• [Aim of the task]
Identify all lines below that hold "summary" and collect them.

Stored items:
---+---

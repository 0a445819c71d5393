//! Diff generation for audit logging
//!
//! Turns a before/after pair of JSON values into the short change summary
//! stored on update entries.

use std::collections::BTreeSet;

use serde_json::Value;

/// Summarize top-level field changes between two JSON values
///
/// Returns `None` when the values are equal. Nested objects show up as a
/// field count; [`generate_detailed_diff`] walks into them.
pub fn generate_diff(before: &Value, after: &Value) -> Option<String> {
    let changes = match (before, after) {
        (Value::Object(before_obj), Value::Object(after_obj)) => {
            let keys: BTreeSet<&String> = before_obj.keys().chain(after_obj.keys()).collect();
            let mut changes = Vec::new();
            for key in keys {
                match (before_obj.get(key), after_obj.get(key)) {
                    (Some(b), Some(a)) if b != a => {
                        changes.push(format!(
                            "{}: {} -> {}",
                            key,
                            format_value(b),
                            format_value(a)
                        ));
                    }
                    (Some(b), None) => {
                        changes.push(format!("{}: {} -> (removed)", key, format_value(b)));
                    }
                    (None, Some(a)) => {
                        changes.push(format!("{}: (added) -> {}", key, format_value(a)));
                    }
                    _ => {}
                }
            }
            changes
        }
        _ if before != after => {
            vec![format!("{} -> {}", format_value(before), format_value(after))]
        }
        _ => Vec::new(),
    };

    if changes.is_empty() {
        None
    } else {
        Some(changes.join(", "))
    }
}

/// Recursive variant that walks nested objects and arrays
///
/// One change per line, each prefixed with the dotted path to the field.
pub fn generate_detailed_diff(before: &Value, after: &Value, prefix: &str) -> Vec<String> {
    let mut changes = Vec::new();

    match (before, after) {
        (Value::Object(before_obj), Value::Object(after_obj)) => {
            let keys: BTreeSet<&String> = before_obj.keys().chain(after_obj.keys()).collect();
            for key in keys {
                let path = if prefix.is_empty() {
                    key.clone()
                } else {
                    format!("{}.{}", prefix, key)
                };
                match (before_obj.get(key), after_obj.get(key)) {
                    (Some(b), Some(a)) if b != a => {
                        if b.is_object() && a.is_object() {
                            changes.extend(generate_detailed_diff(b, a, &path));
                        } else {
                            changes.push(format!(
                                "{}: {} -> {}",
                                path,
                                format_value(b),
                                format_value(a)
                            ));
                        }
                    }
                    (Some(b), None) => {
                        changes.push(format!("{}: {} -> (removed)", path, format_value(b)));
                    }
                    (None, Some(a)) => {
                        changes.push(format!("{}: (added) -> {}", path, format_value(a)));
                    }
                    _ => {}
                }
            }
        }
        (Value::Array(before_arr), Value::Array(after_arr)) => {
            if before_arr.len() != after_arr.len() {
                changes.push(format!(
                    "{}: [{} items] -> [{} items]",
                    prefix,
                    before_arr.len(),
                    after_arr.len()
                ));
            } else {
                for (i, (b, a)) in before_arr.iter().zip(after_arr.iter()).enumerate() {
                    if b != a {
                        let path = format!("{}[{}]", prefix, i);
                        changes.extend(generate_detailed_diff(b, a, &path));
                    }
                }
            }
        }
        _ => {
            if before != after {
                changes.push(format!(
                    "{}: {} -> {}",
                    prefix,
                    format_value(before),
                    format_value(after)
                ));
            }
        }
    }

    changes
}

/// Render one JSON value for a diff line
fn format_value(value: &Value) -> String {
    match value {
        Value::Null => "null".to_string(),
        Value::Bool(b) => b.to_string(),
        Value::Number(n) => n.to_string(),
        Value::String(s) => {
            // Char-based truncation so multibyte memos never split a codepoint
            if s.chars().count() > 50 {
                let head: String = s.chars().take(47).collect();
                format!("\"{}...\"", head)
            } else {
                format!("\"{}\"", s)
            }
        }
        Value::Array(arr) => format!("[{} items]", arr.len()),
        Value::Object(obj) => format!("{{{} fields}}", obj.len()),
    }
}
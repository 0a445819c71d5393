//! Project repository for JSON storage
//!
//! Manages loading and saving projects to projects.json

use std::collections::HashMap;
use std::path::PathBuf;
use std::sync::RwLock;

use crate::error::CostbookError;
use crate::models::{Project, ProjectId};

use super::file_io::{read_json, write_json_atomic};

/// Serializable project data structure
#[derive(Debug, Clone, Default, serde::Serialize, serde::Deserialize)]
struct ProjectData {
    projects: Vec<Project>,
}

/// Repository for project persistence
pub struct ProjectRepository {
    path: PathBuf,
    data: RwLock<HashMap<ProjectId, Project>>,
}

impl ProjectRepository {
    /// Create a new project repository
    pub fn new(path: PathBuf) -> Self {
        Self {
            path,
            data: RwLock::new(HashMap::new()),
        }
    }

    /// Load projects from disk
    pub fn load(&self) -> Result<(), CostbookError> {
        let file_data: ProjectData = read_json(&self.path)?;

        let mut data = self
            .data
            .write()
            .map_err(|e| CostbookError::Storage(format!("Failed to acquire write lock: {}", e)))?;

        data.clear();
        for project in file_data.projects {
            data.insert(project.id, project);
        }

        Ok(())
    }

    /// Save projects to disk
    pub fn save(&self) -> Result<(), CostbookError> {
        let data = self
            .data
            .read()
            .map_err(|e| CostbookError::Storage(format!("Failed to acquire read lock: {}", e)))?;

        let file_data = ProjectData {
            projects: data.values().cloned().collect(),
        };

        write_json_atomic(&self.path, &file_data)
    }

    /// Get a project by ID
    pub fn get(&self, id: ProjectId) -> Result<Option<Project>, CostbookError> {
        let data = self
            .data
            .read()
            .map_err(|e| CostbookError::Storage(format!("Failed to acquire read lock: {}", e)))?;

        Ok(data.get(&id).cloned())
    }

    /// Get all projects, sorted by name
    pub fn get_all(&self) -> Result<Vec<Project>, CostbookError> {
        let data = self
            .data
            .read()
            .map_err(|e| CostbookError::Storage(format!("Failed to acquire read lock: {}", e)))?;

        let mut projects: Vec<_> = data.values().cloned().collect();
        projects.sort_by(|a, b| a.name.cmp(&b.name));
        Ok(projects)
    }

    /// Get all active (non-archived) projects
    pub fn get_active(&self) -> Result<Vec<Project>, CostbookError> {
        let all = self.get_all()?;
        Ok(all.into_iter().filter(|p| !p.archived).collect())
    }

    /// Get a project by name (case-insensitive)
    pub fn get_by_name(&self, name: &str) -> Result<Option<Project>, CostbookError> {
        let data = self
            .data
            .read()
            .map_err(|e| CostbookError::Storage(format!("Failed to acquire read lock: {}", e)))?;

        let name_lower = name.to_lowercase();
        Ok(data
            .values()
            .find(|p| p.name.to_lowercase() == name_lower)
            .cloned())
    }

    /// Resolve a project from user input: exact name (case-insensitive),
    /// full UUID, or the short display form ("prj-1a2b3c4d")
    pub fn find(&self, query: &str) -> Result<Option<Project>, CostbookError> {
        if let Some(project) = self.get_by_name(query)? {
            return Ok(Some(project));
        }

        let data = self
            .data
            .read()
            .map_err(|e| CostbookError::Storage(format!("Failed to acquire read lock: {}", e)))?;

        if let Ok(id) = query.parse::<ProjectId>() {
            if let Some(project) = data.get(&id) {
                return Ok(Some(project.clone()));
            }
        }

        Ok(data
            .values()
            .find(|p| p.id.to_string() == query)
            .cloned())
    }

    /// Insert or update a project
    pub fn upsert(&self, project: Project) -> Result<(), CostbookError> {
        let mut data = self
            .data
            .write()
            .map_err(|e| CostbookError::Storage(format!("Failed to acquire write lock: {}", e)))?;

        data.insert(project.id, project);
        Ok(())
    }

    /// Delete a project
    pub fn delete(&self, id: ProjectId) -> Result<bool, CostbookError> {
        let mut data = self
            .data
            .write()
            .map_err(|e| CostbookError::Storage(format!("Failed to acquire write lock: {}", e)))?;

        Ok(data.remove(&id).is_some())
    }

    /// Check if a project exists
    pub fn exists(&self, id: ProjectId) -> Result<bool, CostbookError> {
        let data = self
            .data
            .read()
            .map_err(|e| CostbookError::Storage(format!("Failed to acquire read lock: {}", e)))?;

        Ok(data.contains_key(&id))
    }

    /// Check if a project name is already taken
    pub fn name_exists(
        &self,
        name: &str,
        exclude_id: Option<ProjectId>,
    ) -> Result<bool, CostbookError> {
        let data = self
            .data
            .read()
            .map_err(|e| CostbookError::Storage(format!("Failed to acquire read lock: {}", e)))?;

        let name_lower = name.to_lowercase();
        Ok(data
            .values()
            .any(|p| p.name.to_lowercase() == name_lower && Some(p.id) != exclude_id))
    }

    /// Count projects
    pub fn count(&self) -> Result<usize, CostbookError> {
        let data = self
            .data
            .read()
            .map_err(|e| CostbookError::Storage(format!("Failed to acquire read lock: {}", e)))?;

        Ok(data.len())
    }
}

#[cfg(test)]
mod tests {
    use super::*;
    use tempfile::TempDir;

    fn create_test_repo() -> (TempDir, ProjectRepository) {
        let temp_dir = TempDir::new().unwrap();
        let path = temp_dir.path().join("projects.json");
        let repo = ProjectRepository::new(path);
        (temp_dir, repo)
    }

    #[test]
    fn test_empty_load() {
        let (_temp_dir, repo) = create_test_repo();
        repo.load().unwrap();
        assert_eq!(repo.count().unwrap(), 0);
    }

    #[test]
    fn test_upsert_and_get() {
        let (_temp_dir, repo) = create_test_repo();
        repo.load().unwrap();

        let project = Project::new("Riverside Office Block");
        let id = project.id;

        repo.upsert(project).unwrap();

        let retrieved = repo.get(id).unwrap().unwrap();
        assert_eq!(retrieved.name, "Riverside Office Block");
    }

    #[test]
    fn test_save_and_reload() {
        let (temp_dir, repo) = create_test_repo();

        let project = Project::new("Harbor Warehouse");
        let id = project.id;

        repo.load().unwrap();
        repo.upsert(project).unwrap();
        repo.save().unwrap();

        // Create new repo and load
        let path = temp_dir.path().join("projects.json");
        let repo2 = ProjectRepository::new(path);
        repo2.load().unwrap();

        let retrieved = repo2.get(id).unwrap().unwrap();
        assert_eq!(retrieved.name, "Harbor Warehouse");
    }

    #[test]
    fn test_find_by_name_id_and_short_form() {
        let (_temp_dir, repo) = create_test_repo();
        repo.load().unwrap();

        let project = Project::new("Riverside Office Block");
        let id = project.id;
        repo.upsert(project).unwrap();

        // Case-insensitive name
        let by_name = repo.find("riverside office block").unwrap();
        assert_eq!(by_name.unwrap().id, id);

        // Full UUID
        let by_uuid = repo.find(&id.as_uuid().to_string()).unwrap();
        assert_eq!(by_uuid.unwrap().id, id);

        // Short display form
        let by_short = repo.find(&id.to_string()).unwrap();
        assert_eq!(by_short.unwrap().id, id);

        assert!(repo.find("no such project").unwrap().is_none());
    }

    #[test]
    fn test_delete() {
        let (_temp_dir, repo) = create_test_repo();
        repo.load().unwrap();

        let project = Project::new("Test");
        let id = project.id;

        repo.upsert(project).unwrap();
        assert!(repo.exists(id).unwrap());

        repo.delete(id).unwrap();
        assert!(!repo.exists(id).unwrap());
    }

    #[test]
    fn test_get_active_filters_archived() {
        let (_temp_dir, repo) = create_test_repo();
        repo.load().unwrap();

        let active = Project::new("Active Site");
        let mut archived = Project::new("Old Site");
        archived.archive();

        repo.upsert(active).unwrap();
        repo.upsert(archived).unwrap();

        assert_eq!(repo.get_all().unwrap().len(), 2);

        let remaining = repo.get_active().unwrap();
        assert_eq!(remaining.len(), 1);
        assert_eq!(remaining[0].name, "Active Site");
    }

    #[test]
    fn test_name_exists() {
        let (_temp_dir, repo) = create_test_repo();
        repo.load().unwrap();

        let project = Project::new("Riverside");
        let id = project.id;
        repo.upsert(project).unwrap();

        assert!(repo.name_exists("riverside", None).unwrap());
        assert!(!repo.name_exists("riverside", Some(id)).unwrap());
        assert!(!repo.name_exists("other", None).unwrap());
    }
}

---+---

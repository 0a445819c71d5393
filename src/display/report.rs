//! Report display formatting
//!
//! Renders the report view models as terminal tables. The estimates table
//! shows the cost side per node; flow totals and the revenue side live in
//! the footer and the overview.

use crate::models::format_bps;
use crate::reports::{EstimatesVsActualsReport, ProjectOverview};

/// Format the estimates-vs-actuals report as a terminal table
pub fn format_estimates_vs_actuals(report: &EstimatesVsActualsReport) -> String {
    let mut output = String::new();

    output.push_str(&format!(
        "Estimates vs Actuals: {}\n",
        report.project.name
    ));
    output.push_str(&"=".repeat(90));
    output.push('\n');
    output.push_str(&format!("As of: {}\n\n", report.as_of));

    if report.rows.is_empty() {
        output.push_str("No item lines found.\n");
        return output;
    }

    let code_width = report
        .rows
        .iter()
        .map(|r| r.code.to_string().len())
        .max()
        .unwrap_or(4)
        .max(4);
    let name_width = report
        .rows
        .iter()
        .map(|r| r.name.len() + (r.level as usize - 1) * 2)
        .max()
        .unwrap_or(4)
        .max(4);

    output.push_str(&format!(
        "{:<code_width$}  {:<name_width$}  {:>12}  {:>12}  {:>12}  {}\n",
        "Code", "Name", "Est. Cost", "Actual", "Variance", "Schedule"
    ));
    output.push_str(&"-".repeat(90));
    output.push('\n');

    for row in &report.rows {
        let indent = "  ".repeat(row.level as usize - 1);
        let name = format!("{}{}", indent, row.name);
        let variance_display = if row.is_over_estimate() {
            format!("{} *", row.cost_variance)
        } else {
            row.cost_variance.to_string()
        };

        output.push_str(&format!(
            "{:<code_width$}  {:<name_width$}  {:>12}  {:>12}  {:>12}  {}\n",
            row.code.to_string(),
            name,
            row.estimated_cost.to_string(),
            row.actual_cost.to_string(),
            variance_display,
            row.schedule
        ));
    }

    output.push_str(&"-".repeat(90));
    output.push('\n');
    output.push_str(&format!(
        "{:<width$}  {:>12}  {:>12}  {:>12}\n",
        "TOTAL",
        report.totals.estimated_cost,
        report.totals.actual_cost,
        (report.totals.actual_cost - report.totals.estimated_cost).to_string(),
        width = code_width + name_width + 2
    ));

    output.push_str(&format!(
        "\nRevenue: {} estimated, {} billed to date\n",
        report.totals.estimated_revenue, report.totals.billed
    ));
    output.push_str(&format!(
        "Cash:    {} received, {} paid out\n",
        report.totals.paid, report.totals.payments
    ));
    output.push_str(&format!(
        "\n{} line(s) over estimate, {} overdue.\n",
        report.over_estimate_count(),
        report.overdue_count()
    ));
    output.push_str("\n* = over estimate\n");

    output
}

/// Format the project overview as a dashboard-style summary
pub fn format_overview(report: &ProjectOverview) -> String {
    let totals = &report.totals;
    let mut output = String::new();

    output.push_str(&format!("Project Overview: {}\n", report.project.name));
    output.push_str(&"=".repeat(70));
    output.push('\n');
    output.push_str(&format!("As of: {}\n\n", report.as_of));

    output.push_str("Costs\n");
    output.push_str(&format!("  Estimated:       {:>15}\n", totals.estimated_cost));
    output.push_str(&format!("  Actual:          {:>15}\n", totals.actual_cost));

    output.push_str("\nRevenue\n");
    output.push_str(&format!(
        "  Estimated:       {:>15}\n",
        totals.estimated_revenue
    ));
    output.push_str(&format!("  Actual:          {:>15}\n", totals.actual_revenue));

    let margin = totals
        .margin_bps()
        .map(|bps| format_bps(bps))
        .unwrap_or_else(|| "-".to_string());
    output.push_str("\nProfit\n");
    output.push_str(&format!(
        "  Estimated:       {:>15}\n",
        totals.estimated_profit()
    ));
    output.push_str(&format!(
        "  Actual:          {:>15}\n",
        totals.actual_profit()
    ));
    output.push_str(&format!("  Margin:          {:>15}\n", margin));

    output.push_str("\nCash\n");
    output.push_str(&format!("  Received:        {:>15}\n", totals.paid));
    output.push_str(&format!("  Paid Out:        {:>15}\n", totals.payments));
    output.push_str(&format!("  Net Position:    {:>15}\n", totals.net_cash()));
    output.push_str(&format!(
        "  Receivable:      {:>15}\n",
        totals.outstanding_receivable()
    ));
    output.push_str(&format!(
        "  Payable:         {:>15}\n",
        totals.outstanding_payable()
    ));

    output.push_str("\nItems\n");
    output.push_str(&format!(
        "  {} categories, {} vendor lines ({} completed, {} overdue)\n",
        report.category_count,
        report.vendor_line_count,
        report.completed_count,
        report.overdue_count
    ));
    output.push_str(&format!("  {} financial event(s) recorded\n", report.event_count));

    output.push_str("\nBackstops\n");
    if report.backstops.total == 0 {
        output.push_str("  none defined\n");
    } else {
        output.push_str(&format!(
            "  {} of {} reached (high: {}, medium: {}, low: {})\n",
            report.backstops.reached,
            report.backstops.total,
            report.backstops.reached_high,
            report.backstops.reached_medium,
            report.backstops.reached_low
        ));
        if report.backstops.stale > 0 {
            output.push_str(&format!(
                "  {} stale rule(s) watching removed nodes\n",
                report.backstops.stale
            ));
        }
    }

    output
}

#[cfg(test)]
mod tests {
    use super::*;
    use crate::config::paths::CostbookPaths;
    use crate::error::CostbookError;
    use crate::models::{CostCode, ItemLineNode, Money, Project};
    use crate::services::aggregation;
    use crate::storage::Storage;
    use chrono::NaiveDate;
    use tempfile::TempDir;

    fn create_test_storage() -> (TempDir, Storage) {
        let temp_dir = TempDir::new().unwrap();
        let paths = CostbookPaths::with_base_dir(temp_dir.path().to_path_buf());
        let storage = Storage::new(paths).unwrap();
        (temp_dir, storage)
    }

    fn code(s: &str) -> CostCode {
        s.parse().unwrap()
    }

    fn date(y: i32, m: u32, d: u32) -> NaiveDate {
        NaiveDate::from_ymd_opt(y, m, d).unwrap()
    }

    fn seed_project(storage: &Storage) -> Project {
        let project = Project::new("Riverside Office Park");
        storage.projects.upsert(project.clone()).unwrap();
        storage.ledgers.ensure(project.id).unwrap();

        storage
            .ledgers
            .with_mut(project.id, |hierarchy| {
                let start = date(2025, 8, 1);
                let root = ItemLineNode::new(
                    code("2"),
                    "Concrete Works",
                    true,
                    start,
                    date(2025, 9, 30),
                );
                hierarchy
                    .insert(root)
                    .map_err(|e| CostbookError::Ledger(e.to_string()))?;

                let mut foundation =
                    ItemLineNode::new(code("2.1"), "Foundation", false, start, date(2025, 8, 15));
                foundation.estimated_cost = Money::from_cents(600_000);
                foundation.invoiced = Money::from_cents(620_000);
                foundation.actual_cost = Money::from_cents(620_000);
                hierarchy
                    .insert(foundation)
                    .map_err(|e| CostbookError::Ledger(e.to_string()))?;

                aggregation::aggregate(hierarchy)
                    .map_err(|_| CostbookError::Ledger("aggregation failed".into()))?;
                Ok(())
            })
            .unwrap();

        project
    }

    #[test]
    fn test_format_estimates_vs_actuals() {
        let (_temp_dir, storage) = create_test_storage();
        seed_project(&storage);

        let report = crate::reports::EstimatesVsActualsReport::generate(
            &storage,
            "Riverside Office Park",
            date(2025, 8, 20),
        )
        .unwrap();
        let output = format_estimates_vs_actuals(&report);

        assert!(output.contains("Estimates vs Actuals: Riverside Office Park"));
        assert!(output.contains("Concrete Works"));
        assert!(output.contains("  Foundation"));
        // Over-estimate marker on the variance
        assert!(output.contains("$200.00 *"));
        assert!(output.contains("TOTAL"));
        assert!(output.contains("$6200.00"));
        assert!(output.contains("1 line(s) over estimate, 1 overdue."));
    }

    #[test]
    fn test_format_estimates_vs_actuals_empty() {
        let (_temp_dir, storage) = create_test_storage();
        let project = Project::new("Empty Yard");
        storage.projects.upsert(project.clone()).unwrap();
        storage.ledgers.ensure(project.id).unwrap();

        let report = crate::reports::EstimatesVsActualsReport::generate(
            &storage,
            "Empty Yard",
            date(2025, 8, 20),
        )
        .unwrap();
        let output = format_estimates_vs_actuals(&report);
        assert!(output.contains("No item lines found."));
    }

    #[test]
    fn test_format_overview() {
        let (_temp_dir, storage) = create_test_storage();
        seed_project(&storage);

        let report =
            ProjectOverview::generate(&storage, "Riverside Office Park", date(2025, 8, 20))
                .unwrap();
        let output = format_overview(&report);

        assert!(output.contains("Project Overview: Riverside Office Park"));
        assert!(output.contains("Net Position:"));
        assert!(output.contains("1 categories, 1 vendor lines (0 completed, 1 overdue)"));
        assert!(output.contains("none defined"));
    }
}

---+---

• [Answer area]
//! Turns a before/after pair of JSON values into the short change summary
/// Format the project overview as a dashboard-style summary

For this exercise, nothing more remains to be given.